** Opening Provided material block **

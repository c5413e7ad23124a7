use std::cell::RefCell;
use std::ops::RangeInclusive;
use std::rc::Rc;

use logger::{Color, Logger};

use crate::extent_table::ExtentTable;
use crate::projection::{default_zoom_range, fit_zoom};
use crate::state::{Subscription, ViewState, ViewStateStore};
use crate::surface::MapSurface;
use crate::types::{City, CountryExtent, MapBounds, MapViewport, ScreenSize, CITY_ZOOM};

/// Whether the map is currently limited to a country.
#[derive(Debug, Clone, PartialEq)]
pub enum ControllerState {
    Unbounded,
    Bounded(CountryExtent),
}

impl ControllerState {
    pub fn extent(&self) -> Option<&CountryExtent> {
        match self {
            ControllerState::Unbounded => None,
            ControllerState::Bounded(extent) => Some(extent),
        }
    }

    pub fn is_bounded(&self) -> bool {
        matches!(self, ControllerState::Bounded(_))
    }
}

/// Computes the viewport the map should show for `state`.
///
/// When the state is bounded and its country is known, the viewport is
/// centered on the country and uses the most zoomed-in level of `zoom_range`
/// at which the country's bounding box is entirely visible on `screen`.
/// Otherwise `last_unconstrained` is returned unchanged.
pub fn compute_target_viewport(
    state: &ViewState,
    table: &ExtentTable,
    last_unconstrained: &MapViewport,
    screen: ScreenSize,
    zoom_range: &RangeInclusive<u8>,
) -> MapViewport {
    if !state.is_bounded {
        return *last_unconstrained;
    }

    match table.resolve_extent(&state.country_code) {
        Some(extent) => MapViewport::new(
            extent.center,
            fit_zoom(&extent.bounds, extent.center, screen, zoom_range),
        ),
        None => *last_unconstrained,
    }
}

#[derive(Debug, Clone, Copy, PartialEq)]
struct AppliedView {
    viewport: MapViewport,
    limit: Option<MapBounds>,
}

/// Translates the view state edited in the menu into viewport requests on a
/// [`MapSurface`].
///
/// Store notifications only record the latest state; the map view calls
/// [`BoundedViewController::apply_pending`] once per frame, so a burst of
/// edits between two frames results in a single update reflecting the last
/// one.
pub struct BoundedViewController {
    table: ExtentTable,
    state: ControllerState,
    current: ViewState,
    pending: Rc<RefCell<Option<ViewState>>>,
    subscription: Option<Subscription>,
    last_unconstrained: MapViewport,
    applied: Option<AppliedView>,
    screen: ScreenSize,
    zoom_range: RangeInclusive<u8>,
    logger: Option<Logger>,
}

impl BoundedViewController {
    /// Creates an unbounded controller. `initial` is the viewport restored
    /// when bounded mode is left before the user moved the map.
    pub fn new(table: ExtentTable, initial: MapViewport) -> Self {
        Self {
            table,
            state: ControllerState::Unbounded,
            current: ViewState::default(),
            pending: Rc::new(RefCell::new(None)),
            subscription: None,
            last_unconstrained: initial,
            applied: None,
            screen: ScreenSize::default(),
            zoom_range: default_zoom_range(),
            logger: None,
        }
    }

    pub fn with_logger(mut self, logger: Logger) -> Self {
        self.logger = Some(logger);
        self
    }

    pub fn with_zoom_range(mut self, zoom_range: RangeInclusive<u8>) -> Self {
        if !zoom_range.is_empty() {
            self.zoom_range = zoom_range;
        }
        self
    }

    pub fn with_screen_size(mut self, screen: ScreenSize) -> Self {
        self.screen = screen;
        self
    }

    /// Subscribes to `store`. The store's current state becomes pending so
    /// the first [`BoundedViewController::apply_pending`] applies it.
    pub fn attach(&mut self, store: &ViewStateStore) {
        self.detach();
        *self.pending.borrow_mut() = Some(store.state().clone());

        let pending = Rc::clone(&self.pending);
        self.subscription = Some(store.subscribe(move |state| {
            *pending.borrow_mut() = Some(state.clone());
        }));
    }

    pub fn detach(&mut self) {
        if let Some(subscription) = self.subscription.take() {
            subscription.unsubscribe();
        }
    }

    pub fn is_attached(&self) -> bool {
        self.subscription.is_some()
    }

    pub fn state(&self) -> &ControllerState {
        &self.state
    }

    pub fn table(&self) -> &ExtentTable {
        &self.table
    }

    pub fn resolve_extent(&self, code: &str) -> Option<&CountryExtent> {
        self.table.resolve_extent(code)
    }

    pub fn screen_size(&self) -> ScreenSize {
        self.screen
    }

    pub fn zoom_range(&self) -> &RangeInclusive<u8> {
        &self.zoom_range
    }

    pub fn last_unconstrained(&self) -> MapViewport {
        self.last_unconstrained
    }

    pub fn has_pending(&self) -> bool {
        self.pending.borrow().is_some()
    }

    /// Records where the user left the map. Ignored while bounded, so leaving
    /// bounded mode restores the view from before it was entered.
    pub fn observe_viewport(&mut self, viewport: MapViewport) {
        if !self.state.is_bounded() {
            self.last_unconstrained = viewport;
        }
    }

    /// Updates the map area size used for zoom fitting. While bounded, a new
    /// size schedules a recomputation of the target viewport.
    pub fn set_screen_size(&mut self, screen: ScreenSize) {
        if screen.width <= 0.0 || screen.height <= 0.0 || screen == self.screen {
            return;
        }
        self.screen = screen;

        if self.state.is_bounded() {
            let mut pending = self.pending.borrow_mut();
            if pending.is_none() {
                *pending = Some(self.current.clone());
            }
        }
    }

    /// Applies the most recent view state recorded since the last call.
    /// Returns whether there was anything to apply.
    pub fn apply_pending<M: MapSurface>(&mut self, map: &mut M) -> bool {
        let pending = self.pending.borrow_mut().take();
        match pending {
            Some(view_state) => {
                self.apply(&view_state, map);
                true
            }
            None => false,
        }
    }

    /// Moves the controller to the state implied by `view_state` and enforces
    /// the resulting viewport on `map`.
    pub fn apply<M: MapSurface>(&mut self, view_state: &ViewState, map: &mut M) {
        let next = self.next_state(view_state);
        if next != self.state {
            self.log_transition(&next);
        }
        self.state = next;
        self.current = view_state.clone();

        let target = self.target_viewport(view_state);
        self.enforce_bounds(map, target);
    }

    /// Viewport for `view_state` given this controller's table, screen size
    /// and last unconstrained viewport.
    pub fn target_viewport(&self, view_state: &ViewState) -> MapViewport {
        compute_target_viewport(
            view_state,
            &self.table,
            &self.last_unconstrained,
            self.screen,
            &self.zoom_range,
        )
    }

    /// Asks `map` to show `target` and, while bounded, limits panning to the
    /// active extent. Repeating the call with the same target and limit does
    /// not touch the map.
    pub fn enforce_bounds<M: MapSurface>(&mut self, map: &mut M, target: MapViewport) {
        let limit = self.state.extent().map(|extent| extent.bounds);
        let requested = AppliedView {
            viewport: target,
            limit,
        };
        if self.applied == Some(requested) {
            return;
        }

        map.set_view(target.center, target.zoom);

        let previous_limit = self.applied.and_then(|applied| applied.limit);
        if limit != previous_limit && map.supports_max_bounds() {
            match &limit {
                Some(bounds) => map.set_max_bounds(bounds),
                None => map.remove_max_bounds(),
            }
        }

        self.log_debug(&format!(
            "set_view center=({:.5}, {:.5}) zoom={} limited={}",
            target.center.lat,
            target.center.lon,
            target.zoom,
            limit.is_some()
        ));
        self.applied = Some(requested);
    }

    /// Centers the map on `city` at the city zoom level. While bounded, the
    /// center is clamped into the active extent.
    pub fn focus<M: MapSurface>(&mut self, city: &City, map: &mut M) -> MapViewport {
        let center = match &self.state {
            ControllerState::Bounded(extent) => extent.bounds.clamp(city.position),
            ControllerState::Unbounded => city.position,
        };
        let zoom = CITY_ZOOM.clamp(*self.zoom_range.start(), *self.zoom_range.end());
        let viewport = MapViewport::new(center, zoom);

        map.set_view(center, zoom);
        self.applied = Some(AppliedView {
            viewport,
            limit: self.applied.and_then(|applied| applied.limit),
        });
        if !self.state.is_bounded() {
            self.last_unconstrained = viewport;
        }

        self.log_info(&format!("Focused on {}", city.name), Color::Blue);
        viewport
    }

    fn next_state(&self, view_state: &ViewState) -> ControllerState {
        if !view_state.is_bounded {
            return ControllerState::Unbounded;
        }

        match self.table.try_resolve(&view_state.country_code) {
            Ok(extent) => ControllerState::Bounded(extent.clone()),
            Err(e) => {
                self.log_warn(&format!("{}, keeping the map unbounded", e));
                ControllerState::Unbounded
            }
        }
    }

    fn log_transition(&self, next: &ControllerState) {
        match next {
            ControllerState::Bounded(extent) => self.log_info(
                &format!("Bounded to {} ({})", extent.name, extent.country_code),
                Color::Green,
            ),
            ControllerState::Unbounded => self.log_info("Unbounded", Color::Cyan),
        }
    }

    fn log_info(&self, message: &str, color: Color) {
        if let Some(logger) = &self.logger {
            let _ = logger.info(message, color, true);
        }
    }

    fn log_warn(&self, message: &str) {
        if let Some(logger) = &self.logger {
            let _ = logger.warn(message, true);
        }
    }

    fn log_debug(&self, message: &str) {
        if let Some(logger) = &self.logger {
            let _ = logger.debug(message);
        }
    }
}

impl Drop for BoundedViewController {
    fn drop(&mut self) {
        self.detach();
    }
}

** Closing Provided material block **

What the task asks: What do the lines above say from the one containing "panning to the" down to the one containing "pub fn enforce_bounds<M: MapSurface>(&mut"? Return them exactly, both end lines included, and only them.

Solution for this task:
    /// Asks `map` to show `target` and, while bounded, limits panning to the
    /// active extent. Repeating the call with the same target and limit does
    /// not touch the map.
    pub fn enforce_bounds<M: MapSurface>(&mut self, map: &mut M, target: MapViewport) {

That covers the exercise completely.